*Task statement*: Please find every line in the entries below that contains the string "access", and copy it.

*Material for this exercise*:
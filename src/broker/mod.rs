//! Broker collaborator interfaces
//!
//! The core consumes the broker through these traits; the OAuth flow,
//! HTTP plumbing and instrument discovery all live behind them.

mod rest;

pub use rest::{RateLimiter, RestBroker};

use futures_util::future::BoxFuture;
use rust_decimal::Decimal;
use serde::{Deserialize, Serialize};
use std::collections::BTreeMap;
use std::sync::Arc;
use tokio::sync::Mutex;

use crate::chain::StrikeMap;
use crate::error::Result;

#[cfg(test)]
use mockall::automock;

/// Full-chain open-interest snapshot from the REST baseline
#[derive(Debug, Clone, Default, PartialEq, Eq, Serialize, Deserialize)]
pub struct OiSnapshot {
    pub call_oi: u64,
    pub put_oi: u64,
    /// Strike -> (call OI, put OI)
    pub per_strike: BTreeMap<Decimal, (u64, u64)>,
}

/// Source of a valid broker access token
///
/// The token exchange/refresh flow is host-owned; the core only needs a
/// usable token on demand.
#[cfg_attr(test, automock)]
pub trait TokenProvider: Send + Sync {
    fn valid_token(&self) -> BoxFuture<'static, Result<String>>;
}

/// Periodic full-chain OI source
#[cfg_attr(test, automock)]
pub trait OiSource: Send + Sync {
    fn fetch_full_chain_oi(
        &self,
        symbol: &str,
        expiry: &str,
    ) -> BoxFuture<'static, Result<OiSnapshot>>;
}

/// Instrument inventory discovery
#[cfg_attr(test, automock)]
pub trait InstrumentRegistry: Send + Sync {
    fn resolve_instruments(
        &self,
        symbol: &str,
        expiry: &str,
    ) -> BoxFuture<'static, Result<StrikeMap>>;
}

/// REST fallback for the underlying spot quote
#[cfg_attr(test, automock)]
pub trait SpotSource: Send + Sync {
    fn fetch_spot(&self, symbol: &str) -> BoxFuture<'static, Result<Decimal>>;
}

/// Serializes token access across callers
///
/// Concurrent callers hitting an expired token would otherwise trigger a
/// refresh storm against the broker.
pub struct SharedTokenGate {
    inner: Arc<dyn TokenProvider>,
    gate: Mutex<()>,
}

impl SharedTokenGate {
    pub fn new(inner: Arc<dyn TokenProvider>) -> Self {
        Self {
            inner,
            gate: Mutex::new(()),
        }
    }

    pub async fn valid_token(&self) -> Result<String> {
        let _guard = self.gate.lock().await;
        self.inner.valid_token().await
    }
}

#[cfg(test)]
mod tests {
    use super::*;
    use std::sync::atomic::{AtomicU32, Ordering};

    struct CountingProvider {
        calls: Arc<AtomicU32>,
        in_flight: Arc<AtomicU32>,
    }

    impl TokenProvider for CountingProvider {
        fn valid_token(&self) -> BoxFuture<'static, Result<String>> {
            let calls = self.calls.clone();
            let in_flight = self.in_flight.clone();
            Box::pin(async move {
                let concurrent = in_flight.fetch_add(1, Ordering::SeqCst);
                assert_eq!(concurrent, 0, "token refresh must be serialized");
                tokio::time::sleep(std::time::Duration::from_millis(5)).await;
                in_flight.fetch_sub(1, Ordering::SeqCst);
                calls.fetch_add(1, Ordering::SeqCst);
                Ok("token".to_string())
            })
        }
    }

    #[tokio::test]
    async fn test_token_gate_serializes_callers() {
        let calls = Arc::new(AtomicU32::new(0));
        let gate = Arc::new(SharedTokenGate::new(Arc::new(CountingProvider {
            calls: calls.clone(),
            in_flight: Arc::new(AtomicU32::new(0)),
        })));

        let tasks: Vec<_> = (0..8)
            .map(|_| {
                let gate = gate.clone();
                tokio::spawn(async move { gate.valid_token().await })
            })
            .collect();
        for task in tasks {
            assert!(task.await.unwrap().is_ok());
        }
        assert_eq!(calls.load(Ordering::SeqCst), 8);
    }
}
==
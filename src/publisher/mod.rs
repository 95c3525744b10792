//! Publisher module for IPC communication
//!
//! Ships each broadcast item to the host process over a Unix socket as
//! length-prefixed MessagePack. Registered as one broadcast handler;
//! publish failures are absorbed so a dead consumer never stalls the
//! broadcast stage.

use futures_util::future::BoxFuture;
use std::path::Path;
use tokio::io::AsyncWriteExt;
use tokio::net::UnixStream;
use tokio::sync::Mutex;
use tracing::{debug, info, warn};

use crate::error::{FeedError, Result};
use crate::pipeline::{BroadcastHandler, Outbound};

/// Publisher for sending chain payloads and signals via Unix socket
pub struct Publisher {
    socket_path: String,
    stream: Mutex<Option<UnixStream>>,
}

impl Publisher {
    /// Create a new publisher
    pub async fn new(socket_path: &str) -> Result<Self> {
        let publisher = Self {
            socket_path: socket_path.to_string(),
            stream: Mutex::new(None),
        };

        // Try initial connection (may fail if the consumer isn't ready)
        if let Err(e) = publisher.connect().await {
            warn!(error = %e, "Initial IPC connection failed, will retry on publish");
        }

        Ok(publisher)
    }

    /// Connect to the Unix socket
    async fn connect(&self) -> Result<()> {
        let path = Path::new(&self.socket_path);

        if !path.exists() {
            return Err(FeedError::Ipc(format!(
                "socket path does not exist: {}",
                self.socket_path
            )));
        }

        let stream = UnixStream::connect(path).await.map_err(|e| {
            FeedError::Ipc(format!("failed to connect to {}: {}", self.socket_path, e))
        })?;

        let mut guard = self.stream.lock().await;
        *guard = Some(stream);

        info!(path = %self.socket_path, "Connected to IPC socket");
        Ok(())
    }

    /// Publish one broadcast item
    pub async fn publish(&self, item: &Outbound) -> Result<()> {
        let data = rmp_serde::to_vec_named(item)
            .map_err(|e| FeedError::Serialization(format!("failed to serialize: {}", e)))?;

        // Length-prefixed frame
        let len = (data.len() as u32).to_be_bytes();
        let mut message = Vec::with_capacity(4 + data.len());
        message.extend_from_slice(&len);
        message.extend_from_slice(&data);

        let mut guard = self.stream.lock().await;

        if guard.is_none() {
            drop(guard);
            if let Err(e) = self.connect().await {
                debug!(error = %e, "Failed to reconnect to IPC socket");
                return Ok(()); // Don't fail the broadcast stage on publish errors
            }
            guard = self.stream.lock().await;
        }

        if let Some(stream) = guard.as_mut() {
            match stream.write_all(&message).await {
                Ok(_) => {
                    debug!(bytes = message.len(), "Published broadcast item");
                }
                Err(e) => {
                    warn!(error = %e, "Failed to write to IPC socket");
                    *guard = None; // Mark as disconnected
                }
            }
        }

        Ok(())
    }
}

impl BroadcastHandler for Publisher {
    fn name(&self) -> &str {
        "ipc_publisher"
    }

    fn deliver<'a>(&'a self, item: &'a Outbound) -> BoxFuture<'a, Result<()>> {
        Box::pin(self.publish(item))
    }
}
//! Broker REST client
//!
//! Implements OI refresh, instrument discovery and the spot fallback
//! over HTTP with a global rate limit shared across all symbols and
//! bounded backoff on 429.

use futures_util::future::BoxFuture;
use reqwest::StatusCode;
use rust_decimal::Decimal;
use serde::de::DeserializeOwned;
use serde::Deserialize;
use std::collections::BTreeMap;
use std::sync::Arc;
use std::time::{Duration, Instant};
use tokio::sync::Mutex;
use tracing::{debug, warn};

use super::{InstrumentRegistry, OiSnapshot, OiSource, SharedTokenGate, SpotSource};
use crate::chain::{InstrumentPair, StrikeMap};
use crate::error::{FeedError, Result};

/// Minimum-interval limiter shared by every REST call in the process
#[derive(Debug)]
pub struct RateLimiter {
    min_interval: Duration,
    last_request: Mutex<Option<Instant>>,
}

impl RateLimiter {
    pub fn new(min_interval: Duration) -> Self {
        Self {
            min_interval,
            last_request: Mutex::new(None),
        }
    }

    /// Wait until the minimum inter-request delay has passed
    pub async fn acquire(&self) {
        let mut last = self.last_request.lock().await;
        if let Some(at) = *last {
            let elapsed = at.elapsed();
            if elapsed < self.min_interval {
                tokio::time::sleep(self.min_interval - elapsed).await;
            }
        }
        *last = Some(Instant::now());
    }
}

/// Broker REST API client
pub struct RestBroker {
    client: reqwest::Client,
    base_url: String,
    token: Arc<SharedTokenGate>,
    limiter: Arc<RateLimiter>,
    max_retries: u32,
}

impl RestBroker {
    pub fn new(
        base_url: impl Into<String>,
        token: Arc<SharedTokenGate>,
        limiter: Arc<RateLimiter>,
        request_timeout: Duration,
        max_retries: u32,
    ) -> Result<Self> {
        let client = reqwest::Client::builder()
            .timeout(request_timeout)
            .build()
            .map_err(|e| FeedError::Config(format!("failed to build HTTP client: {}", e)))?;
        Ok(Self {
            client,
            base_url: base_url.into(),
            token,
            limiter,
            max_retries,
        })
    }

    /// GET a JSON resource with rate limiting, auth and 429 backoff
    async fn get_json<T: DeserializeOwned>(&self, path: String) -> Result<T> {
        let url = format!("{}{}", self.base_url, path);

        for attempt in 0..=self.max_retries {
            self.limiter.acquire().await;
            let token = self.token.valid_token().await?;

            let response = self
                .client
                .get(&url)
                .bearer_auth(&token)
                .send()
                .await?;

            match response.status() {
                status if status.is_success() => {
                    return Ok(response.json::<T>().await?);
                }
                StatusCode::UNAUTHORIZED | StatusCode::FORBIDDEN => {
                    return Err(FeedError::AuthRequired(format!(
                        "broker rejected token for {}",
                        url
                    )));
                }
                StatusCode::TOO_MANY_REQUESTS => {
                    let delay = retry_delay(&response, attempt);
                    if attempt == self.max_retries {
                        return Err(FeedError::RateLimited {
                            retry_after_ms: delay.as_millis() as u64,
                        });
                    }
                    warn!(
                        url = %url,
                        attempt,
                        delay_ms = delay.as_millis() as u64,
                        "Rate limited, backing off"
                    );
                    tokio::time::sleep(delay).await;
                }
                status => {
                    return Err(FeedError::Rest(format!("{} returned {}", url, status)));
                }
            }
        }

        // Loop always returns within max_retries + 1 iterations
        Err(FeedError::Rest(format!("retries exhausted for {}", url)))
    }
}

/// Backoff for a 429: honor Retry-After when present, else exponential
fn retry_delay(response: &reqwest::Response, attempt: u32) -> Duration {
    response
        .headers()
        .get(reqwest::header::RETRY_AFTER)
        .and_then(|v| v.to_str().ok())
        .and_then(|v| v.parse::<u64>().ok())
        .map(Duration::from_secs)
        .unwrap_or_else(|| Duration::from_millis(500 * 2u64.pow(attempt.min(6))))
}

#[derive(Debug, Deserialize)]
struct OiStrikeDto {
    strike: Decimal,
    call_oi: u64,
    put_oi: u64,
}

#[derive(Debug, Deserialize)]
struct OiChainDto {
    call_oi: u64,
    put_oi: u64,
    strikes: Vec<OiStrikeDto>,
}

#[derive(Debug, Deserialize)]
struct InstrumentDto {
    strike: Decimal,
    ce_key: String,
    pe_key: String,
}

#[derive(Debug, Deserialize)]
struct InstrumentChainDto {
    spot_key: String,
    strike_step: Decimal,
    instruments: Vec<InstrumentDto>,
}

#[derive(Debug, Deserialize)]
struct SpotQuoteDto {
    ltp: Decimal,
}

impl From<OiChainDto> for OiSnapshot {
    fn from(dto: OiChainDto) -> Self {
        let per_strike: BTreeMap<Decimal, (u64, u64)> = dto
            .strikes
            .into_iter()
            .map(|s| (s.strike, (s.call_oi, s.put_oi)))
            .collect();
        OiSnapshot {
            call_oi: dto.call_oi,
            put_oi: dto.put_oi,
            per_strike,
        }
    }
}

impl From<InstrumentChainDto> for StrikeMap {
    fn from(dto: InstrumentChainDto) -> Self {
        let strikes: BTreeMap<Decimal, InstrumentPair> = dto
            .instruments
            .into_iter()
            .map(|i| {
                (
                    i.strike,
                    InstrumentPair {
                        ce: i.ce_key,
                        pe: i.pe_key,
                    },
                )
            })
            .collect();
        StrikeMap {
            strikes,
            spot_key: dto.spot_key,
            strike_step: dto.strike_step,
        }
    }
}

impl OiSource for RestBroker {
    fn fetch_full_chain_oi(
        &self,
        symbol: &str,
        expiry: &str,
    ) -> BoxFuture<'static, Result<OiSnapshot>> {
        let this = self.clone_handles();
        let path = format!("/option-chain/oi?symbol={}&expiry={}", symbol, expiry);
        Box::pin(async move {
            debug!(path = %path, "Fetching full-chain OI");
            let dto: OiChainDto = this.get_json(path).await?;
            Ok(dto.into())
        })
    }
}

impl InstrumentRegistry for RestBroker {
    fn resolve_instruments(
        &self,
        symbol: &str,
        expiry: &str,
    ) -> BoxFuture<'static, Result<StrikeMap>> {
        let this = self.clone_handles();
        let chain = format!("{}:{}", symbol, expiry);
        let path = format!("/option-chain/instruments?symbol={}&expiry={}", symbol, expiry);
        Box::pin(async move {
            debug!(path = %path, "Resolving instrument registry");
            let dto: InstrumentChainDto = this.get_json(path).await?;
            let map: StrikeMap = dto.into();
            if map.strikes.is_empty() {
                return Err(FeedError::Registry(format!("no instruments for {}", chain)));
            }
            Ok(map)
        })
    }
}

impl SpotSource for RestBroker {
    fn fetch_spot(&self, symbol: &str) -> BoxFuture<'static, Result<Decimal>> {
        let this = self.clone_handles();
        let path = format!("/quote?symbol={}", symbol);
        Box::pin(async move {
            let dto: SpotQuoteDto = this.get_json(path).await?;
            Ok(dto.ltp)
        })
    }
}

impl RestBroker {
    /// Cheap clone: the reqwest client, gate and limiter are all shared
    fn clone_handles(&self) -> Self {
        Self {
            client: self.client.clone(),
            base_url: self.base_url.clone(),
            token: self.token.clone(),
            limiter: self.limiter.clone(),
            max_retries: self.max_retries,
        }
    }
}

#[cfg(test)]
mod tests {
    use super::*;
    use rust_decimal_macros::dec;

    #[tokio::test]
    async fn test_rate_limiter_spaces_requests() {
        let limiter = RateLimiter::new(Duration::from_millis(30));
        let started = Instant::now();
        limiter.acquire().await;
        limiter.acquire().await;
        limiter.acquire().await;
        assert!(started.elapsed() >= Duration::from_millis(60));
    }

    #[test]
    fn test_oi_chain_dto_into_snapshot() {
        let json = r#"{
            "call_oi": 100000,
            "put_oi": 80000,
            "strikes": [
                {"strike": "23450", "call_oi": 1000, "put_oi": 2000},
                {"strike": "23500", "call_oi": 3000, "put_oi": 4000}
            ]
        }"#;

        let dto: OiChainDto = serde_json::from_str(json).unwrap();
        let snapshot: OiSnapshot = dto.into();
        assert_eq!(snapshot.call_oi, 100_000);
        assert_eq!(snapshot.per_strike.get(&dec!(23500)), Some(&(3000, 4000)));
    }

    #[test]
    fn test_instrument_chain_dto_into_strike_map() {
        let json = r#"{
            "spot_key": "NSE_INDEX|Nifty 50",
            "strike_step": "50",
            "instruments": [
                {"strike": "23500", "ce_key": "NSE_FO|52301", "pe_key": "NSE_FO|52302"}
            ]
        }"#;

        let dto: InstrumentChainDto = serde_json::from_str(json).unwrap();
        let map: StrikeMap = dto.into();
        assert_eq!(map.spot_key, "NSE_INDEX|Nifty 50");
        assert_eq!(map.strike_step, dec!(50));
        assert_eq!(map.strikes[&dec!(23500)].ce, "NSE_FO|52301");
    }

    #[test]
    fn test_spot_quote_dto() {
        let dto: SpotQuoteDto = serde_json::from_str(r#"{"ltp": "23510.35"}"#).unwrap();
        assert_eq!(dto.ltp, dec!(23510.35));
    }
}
==
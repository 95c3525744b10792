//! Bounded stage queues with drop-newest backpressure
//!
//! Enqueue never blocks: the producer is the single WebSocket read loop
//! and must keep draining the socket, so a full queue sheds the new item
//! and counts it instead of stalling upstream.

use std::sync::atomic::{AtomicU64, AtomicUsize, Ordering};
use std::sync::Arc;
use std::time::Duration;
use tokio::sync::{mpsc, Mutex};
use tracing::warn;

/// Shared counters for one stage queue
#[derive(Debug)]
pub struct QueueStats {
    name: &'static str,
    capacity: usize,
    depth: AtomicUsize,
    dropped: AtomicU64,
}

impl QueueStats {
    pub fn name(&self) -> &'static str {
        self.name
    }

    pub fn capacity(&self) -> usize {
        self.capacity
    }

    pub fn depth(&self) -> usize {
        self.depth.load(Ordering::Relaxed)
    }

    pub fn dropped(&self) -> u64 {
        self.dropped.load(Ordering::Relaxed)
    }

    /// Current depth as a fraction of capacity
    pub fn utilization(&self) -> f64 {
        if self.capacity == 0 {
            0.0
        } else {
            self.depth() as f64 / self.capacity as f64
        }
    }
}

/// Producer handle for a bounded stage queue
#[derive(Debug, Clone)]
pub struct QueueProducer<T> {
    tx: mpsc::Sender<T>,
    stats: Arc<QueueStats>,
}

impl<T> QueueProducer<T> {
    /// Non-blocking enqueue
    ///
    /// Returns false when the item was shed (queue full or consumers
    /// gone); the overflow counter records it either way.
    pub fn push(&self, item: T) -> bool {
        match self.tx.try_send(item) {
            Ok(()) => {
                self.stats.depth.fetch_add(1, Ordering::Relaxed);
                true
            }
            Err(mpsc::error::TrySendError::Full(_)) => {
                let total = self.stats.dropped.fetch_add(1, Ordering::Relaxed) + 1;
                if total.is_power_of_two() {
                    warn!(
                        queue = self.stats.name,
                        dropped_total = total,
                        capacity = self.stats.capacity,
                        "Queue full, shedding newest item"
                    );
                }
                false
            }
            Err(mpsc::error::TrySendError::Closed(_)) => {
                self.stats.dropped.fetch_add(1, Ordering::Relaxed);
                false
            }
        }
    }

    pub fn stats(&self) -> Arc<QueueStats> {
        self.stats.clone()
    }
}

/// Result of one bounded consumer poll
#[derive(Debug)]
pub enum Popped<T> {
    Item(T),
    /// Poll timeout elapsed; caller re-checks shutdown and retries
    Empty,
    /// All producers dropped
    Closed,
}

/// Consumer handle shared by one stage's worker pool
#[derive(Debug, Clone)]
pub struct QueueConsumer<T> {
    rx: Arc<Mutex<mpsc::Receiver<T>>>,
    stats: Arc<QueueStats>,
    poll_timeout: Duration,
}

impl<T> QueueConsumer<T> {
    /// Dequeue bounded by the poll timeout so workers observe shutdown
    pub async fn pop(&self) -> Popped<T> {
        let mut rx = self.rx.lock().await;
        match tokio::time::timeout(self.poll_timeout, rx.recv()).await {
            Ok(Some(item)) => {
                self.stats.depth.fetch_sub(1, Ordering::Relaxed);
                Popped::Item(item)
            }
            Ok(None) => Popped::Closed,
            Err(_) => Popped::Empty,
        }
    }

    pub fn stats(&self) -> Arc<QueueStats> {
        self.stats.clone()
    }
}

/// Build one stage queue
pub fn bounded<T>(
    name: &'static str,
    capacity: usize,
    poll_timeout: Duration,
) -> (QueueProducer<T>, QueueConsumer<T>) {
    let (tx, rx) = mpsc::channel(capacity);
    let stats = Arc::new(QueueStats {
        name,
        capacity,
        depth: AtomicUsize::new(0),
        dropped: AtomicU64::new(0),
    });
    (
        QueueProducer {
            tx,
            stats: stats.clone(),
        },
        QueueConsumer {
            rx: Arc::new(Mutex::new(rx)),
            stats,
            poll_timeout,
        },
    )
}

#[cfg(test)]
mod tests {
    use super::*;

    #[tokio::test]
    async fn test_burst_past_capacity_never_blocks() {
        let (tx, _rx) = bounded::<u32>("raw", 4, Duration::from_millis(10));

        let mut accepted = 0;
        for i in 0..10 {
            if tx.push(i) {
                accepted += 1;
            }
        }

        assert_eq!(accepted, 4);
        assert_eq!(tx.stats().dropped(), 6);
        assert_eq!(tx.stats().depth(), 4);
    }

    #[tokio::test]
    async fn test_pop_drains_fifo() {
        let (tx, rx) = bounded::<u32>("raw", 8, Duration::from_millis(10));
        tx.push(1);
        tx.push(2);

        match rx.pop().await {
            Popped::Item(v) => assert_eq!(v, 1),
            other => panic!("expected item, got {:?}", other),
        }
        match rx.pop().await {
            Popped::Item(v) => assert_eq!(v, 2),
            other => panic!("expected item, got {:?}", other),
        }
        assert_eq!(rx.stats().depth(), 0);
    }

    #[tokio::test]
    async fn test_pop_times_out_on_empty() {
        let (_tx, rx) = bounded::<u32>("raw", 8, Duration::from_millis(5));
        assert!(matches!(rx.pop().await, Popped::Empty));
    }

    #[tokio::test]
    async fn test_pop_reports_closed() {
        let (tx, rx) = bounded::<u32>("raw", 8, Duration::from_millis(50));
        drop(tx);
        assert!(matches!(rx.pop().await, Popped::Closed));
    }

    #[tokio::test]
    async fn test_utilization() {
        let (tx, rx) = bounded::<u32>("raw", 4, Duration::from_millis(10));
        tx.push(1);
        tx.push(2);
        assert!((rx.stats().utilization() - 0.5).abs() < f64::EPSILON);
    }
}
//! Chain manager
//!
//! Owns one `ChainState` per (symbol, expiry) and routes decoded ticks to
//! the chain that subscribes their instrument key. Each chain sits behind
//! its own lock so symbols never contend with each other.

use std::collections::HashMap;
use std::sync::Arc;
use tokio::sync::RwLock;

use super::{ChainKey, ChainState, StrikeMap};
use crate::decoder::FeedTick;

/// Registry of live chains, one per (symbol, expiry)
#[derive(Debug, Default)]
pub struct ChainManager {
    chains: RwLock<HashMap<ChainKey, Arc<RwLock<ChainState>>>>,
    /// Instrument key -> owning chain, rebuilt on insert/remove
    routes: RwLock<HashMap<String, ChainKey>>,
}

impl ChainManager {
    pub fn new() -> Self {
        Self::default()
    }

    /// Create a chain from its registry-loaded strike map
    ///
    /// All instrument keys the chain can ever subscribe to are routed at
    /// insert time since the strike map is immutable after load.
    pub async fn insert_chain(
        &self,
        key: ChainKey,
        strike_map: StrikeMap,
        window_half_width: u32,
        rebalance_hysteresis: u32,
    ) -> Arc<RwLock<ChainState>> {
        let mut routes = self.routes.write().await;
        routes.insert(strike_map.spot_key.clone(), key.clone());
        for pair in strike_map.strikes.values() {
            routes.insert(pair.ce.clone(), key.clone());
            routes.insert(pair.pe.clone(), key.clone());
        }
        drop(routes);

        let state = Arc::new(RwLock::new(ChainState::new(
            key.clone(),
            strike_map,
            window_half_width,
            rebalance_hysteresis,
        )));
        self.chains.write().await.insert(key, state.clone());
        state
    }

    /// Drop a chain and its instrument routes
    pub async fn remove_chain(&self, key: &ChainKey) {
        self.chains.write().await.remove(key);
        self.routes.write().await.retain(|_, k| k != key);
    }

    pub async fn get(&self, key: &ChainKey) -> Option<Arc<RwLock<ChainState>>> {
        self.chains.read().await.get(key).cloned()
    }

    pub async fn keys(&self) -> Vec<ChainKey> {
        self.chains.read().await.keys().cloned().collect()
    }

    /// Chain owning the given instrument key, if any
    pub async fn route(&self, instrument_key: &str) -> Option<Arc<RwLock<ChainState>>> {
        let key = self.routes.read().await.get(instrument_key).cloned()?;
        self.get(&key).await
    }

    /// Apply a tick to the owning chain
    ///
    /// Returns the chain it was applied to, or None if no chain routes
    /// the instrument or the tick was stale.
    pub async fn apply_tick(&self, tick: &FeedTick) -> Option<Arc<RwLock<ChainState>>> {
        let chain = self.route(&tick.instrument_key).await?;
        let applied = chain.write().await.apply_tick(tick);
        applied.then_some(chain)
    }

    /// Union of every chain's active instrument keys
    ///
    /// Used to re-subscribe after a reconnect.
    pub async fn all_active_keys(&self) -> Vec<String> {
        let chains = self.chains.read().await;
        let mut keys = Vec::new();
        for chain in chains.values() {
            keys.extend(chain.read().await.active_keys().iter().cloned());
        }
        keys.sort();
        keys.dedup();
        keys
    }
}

*Reply to the exercise*:
/// Source of a valid broker access token
/// Serializes token access across callers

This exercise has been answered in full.